Ken Miner shows his wet plate process during the Stinking Fish Studio Tour.

Ken Miner shows his wet plate process during the Stinking Fish Studio Tour.

Far from the maddening crowd

Time stands still for wet plate photographer Ken Miner

Early photographers using the wet plate process to take pictures often travelled with a wagon load of  equipment. While most photographs in the 1850s were taken in a studio, the adventurous and curious travelled to the battle field to document the American Civil War through photography. These were not action shots, but perfectly still shots.

Invented in 1851, the method, called the wet plate collodion process, was a step up from the lengthier process used previously.

Ken Miner is stepping back in time and capturing the beauty of tintype photographs. He doesn’t travel with a wagon but he does travel in a van, which is also his darkroom.

“All the magic happens in there,” said Miner.

Miner uses an old box camera, the type you see in old photographs where the photographer has his head under a dark cloth. The subject is still and posed.

Miner said he wanted to go back to hands-on photography because it “gets a piece of me in it.”

There is a chemistry that happens between the camera and the subject matter.

An old timer showed him a 112-year-old box camera and he fell in love with it, had to have it.

That’s where it all began for Miner. The attention to fine detail, the chemistry, the magic that happens when elements are combined to produce a one-off photograph on an aluminum plate.

“Somehow it makes sense to me to compose upside down and backwards,” said Miner when explaining the image he first sees.

This is his art form. His art won him the award for Best Photography at the 2103 Sooke Fine Arts Show. His image of a blossom captures the essence of the antique photo making process.

The images he creates cannot be duplicated, which makes them unique in today’s world. No digital process can capture the capriciousness of the wet plate method. It goes back to the roots of photography.

“I’m creating a piece of film onto a plate and that’s the photo,” said Miner. And he does it all out of the back of his van. The method is complex and fascinating and produces archival images where missteps can add to the allure of the tintype,transporting the viewer to another time and place.

Miner’s website: www.zuludog.ca shows the types of photos he takes.

Miner is also a K9 photographer and dog care provider.

Miner will be sharing studio space with potter Ann Semple of Clayfoot Crockery (number 12 on the map) during the Stinking Fish Studio Tour running from July 24-28. He will be demonstrating his art from July 25-27.

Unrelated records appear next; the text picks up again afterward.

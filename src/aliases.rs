// src/aliases.rs
//! Re-exports secure-gate's ergonomic secret types
//!
//! These are the canonical types used throughout sealbox.

pub use secure_gate::{dynamic_alias, fixed_alias, RevealSecret, ToHex};

// Fixed-size secrets
fixed_alias!(pub MasterKey32, 32); // 256-bit AES-GCM master key

// Dynamic secrets
dynamic_alias!(pub KeyMaterial, Vec<u8>); // raw key bytes as handed back by a KeySource
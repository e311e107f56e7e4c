// src/consts.rs
//! Shared constants — cipher geometry and key encoding

/// AES-256 key length in bytes
pub const KEY_LEN: usize = 32;

/// Hex characters in a key at rest (`KEY_LEN * 2`)
pub const KEY_HEX_LEN: usize = 64;

/// AES-GCM nonce length in bytes (96-bit, the standard GCM nonce)
pub const NONCE_LEN: usize = 12;

/// AES-GCM authentication tag length in bytes
pub const TAG_LEN: usize = 16;

/// Fixed overhead added to every sealed payload
pub const SEALED_OVERHEAD: usize = NONCE_LEN + TAG_LEN;
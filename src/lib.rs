// src/lib.rs
//! sealbox — context-bound authenticated encryption
//!
//! Features:
//! - AES-256-GCM sealing with per-call associated data (context)
//! - `nonce || ciphertext+tag` wire format, 28 bytes of fixed overhead
//! - Pluggable master-key sources (env var, file) with hex at-rest encoding
//! - secure-gate wrappers for every buffer that carries key material

pub mod aliases;
pub mod consts;
pub mod error;
pub mod key_ops;
pub mod key_source;
pub mod vault;

// Re-export everything users need at the crate root
pub use aliases::{KeyMaterial, MasterKey32, RevealSecret, ToHex};
pub use error::{KeySourceError, VaultError};
pub use key_ops::{generate_key, key_representations, KeyRepr};
pub use key_source::{EnvKeySource, FileKeySource, KeySource};
pub use vault::Vault;
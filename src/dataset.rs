//! In-memory shipment table, loaded once and read-only afterwards.

use anyhow::{Context, Result};
use csv::{ReaderBuilder, StringRecord, Trim};
use std::io::Read;
use tracing::{debug, info};

use crate::error::ReportError;
use crate::fetch::read_source;
use crate::schema::{CanonicalSchema, Field, SchemaMapping};

#[derive(Debug, Clone)]
pub struct Dataset {
    headers: StringRecord,
    rows: Vec<StringRecord>,
    schema: CanonicalSchema,
}

impl Dataset {
    /// Reads a delimited file from a path or URL and resolves its schema.
    #[tracing::instrument(skip(mapping))]
    pub fn load(source: &str, delimiter: u8, mapping: &SchemaMapping) -> Result<Self> {
        let bytes = read_source(source)?;
        let dataset = Self::from_reader(bytes.as_slice(), delimiter, mapping)
            .with_context(|| format!("failed to parse dataset '{source}'"))?;

        info!(
            rows = dataset.len(),
            columns = dataset.headers.len(),
            resolved = dataset.schema.resolved().count(),
            "Dataset loaded"
        );
        Ok(dataset)
    }

    pub fn from_reader<R: Read>(reader: R, delimiter: u8, mapping: &SchemaMapping) -> Result<Self> {
        let mut rdr = ReaderBuilder::new()
            .delimiter(delimiter)
            .flexible(true)
            .trim(Trim::All)
            .from_reader(reader);

        let headers = rdr.headers()?.clone();
        let schema = mapping.resolve(headers.iter());
        for (field, column) in schema.resolved() {
            debug!(field = %field, column = %column.name, index = column.index, "Field resolved");
        }

        let mut rows = Vec::new();
        for result in rdr.records() {
            rows.push(result?);
        }

        Ok(Self {
            headers,
            rows,
            schema,
        })
    }

    pub fn len(&self) -> usize {
        self.rows.len()
    }

    pub fn is_empty(&self) -> bool {
        self.rows.is_empty()
    }

    pub fn headers(&self) -> &StringRecord {
        &self.headers
    }

    pub fn schema(&self) -> &CanonicalSchema {
        &self.schema
    }

    pub fn head(&self, n: usize) -> impl Iterator<Item = &StringRecord> {
        self.rows.iter().take(n)
    }

    /// Cell text per record; empty or absent cells are `None`.
    pub fn text(&self, field: Field) -> Result<Vec<Option<&str>>, ReportError> {
        let index = self.schema.require(field)?;
        Ok(self
            .rows
            .iter()
            .map(|row| row.get(index).filter(|v| !v.is_empty()))
            .collect())
    }

    /// Cell values coerced to numbers; anything unparsable is `None`.
    pub fn numeric(&self, field: Field) -> Result<Vec<Option<f64>>, ReportError> {
        Ok(self
            .text(field)?
            .into_iter()
            .map(|v| v.and_then(parse_number))
            .collect())
    }

    /// Distinct non-empty values in first-seen order.
    pub fn distinct(&self, field: Field) -> Result<Vec<String>, ReportError> {
        let mut seen: Vec<String> = Vec::new();
        for value in self.text(field)?.into_iter().flatten() {
            if !seen.iter().any(|s| s == value) {
                seen.push(value.to_string());
            }
        }
        Ok(seen)
    }
}

/// Lenient numeric coercion: unparsable and non-finite values become `None`.
pub fn parse_number(raw: &str) -> Option<f64> {
    raw.trim().parse::<f64>().ok().filter(|v| v.is_finite())
}
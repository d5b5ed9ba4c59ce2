use anyhow::{Context, Result, bail, ensure};
use serde::{Deserialize, Serialize};
use std::collections::HashMap;

use super::input::{FEATURE_FIELDS, FeatureRow, is_categorical};
use super::{DelayClassifier, Prediction};
use crate::error::ReportError;
use crate::fetch::read_source;
use crate::schema::Field;

/// Standardization applied to a numeric feature before weighting.
#[derive(Debug, Clone, Copy, PartialEq, Serialize, Deserialize)]
pub struct Scaling {
    pub mean: f64,
    pub std: f64,
}

/// Pre-trained logistic scoring model, exported as JSON:
/// ```json
/// {
///   "intercept": -0.31,
///   "numeric": { "discount_offered": 0.08, "weight_in_gms": -0.0004 },
///   "scaling": { "weight_in_gms": { "mean": 3634.0, "std": 1635.4 } },
///   "categorical": { "mode_of_shipment": { "Ship": 0.02, "Road": -0.01 } },
///   "threshold": 0.5,
///   "labels": ["0", "1"]
/// }
/// ```
/// `labels[1]` is predicted when the probability reaches `threshold`.
/// Categories the model has not seen contribute nothing.
#[derive(Debug, Clone, PartialEq, Serialize, Deserialize)]
pub struct LinearModel {
    pub intercept: f64,
    #[serde(default)]
    pub numeric: HashMap<Field, f64>,
    #[serde(default)]
    pub scaling: HashMap<Field, Scaling>,
    #[serde(default)]
    pub categorical: HashMap<Field, HashMap<String, f64>>,
    #[serde(default = "default_threshold")]
    pub threshold: f64,
    pub labels: [String; 2],
}

fn default_threshold() -> f64 {
    0.5
}

impl LinearModel {
    /// Reads and checks an artifact from a path or URL.
    pub fn load(source: &str) -> Result<Self> {
        let bytes = read_source(source)?;
        let model: LinearModel = serde_json::from_slice(&bytes)
            .with_context(|| format!("model artifact '{source}' is not valid JSON"))?;
        model.check()?;
        Ok(model)
    }

    pub fn check(&self) -> Result<()> {
        ensure!(self.intercept.is_finite(), "intercept must be finite");
        ensure!(
            self.threshold > 0.0 && self.threshold < 1.0,
            "threshold must be in (0, 1), got {}",
            self.threshold
        );

        for (field, weight) in &self.numeric {
            if !FEATURE_FIELDS.contains(field) || is_categorical(*field) {
                bail!("'{field}' is not a numeric model feature");
            }
            ensure!(weight.is_finite(), "weight for '{field}' must be finite");
        }
        for (field, scaling) in &self.scaling {
            ensure!(
                self.numeric.contains_key(field),
                "scaling given for unweighted feature '{field}'"
            );
            ensure!(
                scaling.mean.is_finite() && scaling.std.is_finite() && scaling.std > 0.0,
                "invalid scaling for '{field}'"
            );
        }
        for (field, weights) in &self.categorical {
            if !is_categorical(*field) {
                bail!("'{field}' is not a categorical model feature");
            }
            ensure!(
                weights.values().all(|w| w.is_finite()),
                "weights for '{field}' must be finite"
            );
        }
        Ok(())
    }

    /// Log-odds of `labels[1]` for one row.
    pub fn score(&self, row: &FeatureRow) -> Result<f64, ReportError> {
        let mut z = self.intercept;

        for (field, weight) in &self.numeric {
            let value = row
                .get(*field)
                .and_then(|v| v.as_number())
                .ok_or_else(|| ReportError::invalid(field.as_str(), "expected a numeric value"))?;
            let value = match self.scaling.get(field) {
                Some(s) => (value - s.mean) / s.std,
                None => value,
            };
            z += weight * value;
        }

        for (field, weights) in &self.categorical {
            let value = row
                .get(*field)
                .and_then(|v| v.as_text())
                .ok_or_else(|| ReportError::invalid(field.as_str(), "expected a category"))?;
            z += weights.get(value).copied().unwrap_or(0.0);
        }

        Ok(z)
    }
}

impl DelayClassifier for LinearModel {
    fn predict(&self, row: &FeatureRow) -> Result<Prediction, ReportError> {
        let probability = 1.0 / (1.0 + (-self.score(row)?).exp());
        let label = if probability >= self.threshold {
            &self.labels[1]
        } else {
            &self.labels[0]
        };
        Ok(Prediction {
            label: label.clone(),
            probability: Some(probability),
        })
    }
}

The Stinking Fish Studio Tour features 20 studios scattered from East Sooke, through Metchosin and into Sooke. There is no cost to the tour and art lovers are encouraged to get the map and take a long and lovely self-guided road trip to visit all of the studios. One can expect to view everything from pottery to paintings, metal, woodworking, weaving, fibre and jewelry from some of the area’s finest artists.